[INFORMATION — start]
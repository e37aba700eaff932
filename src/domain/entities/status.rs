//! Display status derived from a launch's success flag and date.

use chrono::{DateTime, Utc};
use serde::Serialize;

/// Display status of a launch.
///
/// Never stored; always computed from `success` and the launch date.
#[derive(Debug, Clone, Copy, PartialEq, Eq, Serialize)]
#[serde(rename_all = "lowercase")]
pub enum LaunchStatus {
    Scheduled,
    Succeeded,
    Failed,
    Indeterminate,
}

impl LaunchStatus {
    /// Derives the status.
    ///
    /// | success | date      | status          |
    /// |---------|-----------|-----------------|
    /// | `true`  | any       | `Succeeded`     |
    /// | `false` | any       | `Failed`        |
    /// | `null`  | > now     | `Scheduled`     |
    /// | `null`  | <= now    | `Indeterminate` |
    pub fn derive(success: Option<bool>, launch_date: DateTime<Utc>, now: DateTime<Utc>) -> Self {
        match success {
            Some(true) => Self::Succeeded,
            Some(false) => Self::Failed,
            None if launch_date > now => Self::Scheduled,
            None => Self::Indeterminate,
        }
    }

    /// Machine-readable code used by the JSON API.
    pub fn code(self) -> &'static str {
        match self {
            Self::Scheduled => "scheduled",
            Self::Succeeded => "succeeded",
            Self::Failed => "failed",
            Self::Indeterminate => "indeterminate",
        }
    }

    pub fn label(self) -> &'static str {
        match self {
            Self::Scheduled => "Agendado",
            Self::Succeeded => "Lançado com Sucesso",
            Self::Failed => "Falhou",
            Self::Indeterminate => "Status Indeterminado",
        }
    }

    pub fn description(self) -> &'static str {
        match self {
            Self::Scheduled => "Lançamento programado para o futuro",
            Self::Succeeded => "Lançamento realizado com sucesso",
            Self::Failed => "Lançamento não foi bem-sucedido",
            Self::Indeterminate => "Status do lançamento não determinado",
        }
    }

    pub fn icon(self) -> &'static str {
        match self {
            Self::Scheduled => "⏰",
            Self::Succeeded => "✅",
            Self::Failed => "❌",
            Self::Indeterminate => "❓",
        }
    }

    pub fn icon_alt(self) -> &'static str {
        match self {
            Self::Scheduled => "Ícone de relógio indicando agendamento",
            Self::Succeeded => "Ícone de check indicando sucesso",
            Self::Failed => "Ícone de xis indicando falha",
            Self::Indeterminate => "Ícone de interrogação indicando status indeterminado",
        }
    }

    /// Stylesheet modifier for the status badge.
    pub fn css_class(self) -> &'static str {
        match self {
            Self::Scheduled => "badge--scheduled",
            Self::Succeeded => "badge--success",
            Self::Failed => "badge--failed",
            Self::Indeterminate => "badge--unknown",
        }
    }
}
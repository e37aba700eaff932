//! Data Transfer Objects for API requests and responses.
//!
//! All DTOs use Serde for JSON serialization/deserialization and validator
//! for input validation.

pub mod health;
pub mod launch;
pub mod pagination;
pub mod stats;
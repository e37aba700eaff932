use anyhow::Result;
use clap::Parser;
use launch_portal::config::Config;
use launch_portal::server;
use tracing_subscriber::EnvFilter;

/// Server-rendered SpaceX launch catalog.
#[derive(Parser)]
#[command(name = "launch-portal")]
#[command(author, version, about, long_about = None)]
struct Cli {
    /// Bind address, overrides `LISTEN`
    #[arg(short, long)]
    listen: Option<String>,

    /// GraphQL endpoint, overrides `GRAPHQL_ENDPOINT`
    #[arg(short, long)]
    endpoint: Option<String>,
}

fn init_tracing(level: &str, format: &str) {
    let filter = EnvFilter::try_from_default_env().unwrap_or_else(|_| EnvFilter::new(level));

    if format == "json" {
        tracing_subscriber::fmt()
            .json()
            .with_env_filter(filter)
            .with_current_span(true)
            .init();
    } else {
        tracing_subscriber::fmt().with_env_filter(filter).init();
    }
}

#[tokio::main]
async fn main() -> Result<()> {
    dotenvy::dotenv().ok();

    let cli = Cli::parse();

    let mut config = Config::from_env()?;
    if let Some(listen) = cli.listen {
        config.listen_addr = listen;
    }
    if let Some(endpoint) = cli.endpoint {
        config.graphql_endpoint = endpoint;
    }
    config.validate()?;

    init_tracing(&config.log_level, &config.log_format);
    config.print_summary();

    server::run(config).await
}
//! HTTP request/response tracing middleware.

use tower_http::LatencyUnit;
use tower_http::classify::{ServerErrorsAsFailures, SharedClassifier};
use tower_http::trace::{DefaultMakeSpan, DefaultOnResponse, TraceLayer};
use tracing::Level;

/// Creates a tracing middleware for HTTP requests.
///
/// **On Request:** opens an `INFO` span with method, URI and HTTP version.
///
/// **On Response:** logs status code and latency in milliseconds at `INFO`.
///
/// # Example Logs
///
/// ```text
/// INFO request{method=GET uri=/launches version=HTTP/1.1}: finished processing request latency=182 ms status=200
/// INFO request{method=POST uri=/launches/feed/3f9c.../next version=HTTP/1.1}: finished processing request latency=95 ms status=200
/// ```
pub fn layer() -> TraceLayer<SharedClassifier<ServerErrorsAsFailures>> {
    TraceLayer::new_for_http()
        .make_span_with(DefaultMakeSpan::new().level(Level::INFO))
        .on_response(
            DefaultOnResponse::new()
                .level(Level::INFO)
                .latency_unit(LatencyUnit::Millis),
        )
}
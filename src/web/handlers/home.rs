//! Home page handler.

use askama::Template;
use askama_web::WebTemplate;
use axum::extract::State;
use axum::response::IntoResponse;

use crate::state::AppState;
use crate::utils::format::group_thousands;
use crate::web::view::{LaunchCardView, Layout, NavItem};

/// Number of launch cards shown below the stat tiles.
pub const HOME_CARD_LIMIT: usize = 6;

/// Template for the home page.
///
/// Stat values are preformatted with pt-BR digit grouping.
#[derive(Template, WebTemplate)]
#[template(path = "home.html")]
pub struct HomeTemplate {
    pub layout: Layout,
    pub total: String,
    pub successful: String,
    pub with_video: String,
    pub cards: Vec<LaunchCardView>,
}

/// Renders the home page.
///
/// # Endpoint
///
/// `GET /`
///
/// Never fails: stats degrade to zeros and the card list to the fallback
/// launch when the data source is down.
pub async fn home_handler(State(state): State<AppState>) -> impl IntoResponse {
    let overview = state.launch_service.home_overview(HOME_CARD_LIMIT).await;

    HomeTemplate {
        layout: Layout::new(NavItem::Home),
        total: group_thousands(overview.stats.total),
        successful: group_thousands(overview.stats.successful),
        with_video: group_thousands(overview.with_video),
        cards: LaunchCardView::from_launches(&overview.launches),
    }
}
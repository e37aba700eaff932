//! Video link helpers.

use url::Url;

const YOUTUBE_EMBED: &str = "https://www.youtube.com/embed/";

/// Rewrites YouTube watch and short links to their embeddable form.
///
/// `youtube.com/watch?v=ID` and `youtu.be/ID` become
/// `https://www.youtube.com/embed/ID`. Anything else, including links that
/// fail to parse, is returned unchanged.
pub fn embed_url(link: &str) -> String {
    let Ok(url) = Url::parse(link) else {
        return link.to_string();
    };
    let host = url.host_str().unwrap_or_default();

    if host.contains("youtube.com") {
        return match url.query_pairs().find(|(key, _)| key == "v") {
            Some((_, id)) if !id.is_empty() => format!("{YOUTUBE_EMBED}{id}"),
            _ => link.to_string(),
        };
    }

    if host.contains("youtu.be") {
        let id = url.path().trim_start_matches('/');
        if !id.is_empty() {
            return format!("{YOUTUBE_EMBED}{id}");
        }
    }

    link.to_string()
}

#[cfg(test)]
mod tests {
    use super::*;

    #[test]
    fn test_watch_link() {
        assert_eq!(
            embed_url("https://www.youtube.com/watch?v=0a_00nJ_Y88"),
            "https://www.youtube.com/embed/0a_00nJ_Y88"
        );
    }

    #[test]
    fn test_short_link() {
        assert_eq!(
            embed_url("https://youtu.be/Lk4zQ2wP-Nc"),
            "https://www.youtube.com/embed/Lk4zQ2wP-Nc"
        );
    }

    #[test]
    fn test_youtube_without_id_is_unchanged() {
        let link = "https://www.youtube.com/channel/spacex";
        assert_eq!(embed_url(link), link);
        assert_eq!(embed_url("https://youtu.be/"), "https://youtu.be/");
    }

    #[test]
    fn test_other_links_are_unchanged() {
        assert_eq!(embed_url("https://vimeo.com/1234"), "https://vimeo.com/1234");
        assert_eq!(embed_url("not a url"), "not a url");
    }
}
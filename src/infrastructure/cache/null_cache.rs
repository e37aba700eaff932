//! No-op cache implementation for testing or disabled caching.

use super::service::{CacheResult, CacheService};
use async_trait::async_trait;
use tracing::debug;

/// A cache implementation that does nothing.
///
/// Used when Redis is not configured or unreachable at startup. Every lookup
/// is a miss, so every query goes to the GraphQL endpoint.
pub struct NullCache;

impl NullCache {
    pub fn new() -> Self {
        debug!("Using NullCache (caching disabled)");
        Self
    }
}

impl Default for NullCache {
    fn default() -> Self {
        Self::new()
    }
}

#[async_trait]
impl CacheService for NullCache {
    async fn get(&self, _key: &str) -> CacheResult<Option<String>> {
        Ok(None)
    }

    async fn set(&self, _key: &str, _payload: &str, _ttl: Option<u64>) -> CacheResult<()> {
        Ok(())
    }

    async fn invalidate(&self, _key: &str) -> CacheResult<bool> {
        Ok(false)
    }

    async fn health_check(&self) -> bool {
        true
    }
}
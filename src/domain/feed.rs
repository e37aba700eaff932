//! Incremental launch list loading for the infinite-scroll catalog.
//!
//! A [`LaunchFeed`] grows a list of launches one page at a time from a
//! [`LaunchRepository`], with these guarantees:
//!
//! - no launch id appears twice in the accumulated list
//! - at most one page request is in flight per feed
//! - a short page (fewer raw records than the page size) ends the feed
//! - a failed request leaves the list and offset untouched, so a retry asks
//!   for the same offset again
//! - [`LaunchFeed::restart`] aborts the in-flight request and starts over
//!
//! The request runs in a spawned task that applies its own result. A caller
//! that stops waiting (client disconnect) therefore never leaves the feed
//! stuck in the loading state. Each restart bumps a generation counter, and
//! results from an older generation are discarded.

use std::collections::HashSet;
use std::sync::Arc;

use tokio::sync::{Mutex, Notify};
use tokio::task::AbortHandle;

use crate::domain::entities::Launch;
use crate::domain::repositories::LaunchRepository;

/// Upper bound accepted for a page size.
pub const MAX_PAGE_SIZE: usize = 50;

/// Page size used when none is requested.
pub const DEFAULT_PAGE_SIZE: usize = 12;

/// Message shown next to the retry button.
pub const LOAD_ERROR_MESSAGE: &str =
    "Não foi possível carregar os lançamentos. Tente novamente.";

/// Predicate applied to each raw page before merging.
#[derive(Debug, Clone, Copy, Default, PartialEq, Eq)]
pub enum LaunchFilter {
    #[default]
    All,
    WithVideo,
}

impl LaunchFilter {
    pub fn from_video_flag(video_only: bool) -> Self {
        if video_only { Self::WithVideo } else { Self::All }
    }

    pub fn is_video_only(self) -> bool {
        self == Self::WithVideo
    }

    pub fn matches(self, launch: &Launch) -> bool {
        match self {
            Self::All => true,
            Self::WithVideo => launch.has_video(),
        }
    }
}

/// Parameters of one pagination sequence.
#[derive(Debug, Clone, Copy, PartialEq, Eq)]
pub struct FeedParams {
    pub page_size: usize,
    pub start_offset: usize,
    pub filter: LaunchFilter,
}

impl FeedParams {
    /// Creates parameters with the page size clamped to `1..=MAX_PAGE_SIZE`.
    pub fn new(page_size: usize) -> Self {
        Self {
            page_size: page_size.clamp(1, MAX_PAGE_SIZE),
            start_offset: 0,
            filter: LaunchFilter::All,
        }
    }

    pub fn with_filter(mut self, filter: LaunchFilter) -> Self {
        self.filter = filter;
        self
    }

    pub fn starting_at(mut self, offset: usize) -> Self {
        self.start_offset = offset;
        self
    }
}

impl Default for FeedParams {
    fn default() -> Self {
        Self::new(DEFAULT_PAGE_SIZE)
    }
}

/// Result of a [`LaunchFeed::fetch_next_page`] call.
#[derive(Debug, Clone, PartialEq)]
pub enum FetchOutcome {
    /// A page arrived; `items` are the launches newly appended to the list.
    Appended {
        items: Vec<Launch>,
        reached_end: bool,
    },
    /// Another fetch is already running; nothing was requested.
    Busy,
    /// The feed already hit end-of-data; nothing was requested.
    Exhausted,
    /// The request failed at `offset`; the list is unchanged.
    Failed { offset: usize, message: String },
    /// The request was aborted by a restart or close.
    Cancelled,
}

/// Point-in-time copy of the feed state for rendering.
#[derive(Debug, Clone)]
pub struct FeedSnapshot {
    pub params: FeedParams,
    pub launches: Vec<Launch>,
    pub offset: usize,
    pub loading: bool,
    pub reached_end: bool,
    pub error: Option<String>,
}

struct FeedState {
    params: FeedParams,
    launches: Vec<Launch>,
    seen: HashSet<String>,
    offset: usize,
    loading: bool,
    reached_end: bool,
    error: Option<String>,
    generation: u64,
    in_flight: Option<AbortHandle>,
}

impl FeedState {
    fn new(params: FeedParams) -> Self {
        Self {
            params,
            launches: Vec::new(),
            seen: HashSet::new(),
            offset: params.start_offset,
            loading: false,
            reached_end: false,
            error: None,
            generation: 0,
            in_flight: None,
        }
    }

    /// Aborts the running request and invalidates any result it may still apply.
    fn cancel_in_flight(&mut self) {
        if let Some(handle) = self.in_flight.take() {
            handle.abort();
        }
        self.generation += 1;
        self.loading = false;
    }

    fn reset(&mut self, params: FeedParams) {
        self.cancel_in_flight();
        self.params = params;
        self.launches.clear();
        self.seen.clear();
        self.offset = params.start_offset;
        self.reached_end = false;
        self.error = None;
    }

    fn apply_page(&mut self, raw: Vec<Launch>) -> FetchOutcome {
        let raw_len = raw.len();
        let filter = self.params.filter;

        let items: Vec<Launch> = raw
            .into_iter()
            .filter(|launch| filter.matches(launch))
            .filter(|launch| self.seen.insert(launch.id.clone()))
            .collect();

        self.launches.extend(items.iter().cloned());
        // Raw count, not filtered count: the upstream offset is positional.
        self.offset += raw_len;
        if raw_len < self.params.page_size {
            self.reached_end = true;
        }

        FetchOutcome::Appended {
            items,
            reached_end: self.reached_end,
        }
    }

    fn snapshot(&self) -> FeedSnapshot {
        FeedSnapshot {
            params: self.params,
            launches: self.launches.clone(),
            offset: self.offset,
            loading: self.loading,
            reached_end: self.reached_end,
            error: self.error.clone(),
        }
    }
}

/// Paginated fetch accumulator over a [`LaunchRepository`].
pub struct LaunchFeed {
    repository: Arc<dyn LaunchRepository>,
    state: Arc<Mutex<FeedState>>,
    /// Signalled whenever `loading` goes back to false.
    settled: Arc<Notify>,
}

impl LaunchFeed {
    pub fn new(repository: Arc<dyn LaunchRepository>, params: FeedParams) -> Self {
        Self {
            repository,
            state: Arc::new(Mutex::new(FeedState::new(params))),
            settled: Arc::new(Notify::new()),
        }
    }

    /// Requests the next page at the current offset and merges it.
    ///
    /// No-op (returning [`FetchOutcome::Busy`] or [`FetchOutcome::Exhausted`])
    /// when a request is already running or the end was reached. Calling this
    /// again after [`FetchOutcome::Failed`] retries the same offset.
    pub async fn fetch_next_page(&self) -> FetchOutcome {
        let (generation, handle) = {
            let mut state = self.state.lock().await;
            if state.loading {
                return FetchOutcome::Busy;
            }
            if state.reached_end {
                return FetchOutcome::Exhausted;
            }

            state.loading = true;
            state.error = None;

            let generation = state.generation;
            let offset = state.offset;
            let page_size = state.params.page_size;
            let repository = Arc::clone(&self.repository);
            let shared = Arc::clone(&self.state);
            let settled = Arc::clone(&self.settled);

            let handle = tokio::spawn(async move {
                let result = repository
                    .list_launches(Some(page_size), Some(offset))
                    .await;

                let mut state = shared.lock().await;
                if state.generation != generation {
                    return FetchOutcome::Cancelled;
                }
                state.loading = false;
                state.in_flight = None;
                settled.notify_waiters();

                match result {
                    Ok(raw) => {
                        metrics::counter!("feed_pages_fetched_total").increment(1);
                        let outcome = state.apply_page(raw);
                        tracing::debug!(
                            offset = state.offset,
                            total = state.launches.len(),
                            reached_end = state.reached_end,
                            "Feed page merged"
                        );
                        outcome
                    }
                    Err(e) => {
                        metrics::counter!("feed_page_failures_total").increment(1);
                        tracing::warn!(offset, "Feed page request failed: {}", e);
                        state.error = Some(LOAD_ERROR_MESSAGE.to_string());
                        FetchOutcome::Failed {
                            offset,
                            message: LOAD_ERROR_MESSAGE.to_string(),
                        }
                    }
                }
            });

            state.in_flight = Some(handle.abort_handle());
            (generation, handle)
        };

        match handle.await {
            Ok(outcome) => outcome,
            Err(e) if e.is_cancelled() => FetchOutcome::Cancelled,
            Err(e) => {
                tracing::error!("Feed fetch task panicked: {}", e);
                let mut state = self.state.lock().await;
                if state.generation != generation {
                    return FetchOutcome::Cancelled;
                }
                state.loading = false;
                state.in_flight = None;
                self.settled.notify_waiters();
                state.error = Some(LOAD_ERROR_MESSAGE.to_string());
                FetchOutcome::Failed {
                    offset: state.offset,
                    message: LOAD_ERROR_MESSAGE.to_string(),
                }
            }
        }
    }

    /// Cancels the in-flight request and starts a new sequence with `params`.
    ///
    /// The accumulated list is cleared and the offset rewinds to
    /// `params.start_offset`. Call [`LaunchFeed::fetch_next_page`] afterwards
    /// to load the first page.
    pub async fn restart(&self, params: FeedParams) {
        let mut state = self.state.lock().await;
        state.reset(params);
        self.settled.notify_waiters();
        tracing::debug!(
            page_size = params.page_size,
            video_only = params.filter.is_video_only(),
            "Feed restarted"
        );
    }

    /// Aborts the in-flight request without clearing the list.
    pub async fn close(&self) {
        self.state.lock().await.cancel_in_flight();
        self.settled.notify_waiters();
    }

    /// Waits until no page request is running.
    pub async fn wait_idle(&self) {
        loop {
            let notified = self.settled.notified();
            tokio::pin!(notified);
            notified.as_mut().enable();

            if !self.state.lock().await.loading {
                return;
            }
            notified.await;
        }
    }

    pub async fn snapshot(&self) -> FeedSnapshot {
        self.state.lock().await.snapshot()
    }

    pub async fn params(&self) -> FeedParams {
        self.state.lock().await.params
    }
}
[INFORMATION — finish]
§ TASK REQUIREMENTS
Nothing beyond the line containing "the launch date." is to be output; the lines above, from the first one onward to that line, are to be transcribed exactly.

§ ANSWER BOX
repository e37aba700eaff932
filename src/domain/entities/status.rs
//! Display status derived from a launch's success flag and date.

use chrono::{DateTime, Utc};
use serde::Serialize;

/// Display status of a launch.
///
/// Never stored; always computed from `success` and the launch date.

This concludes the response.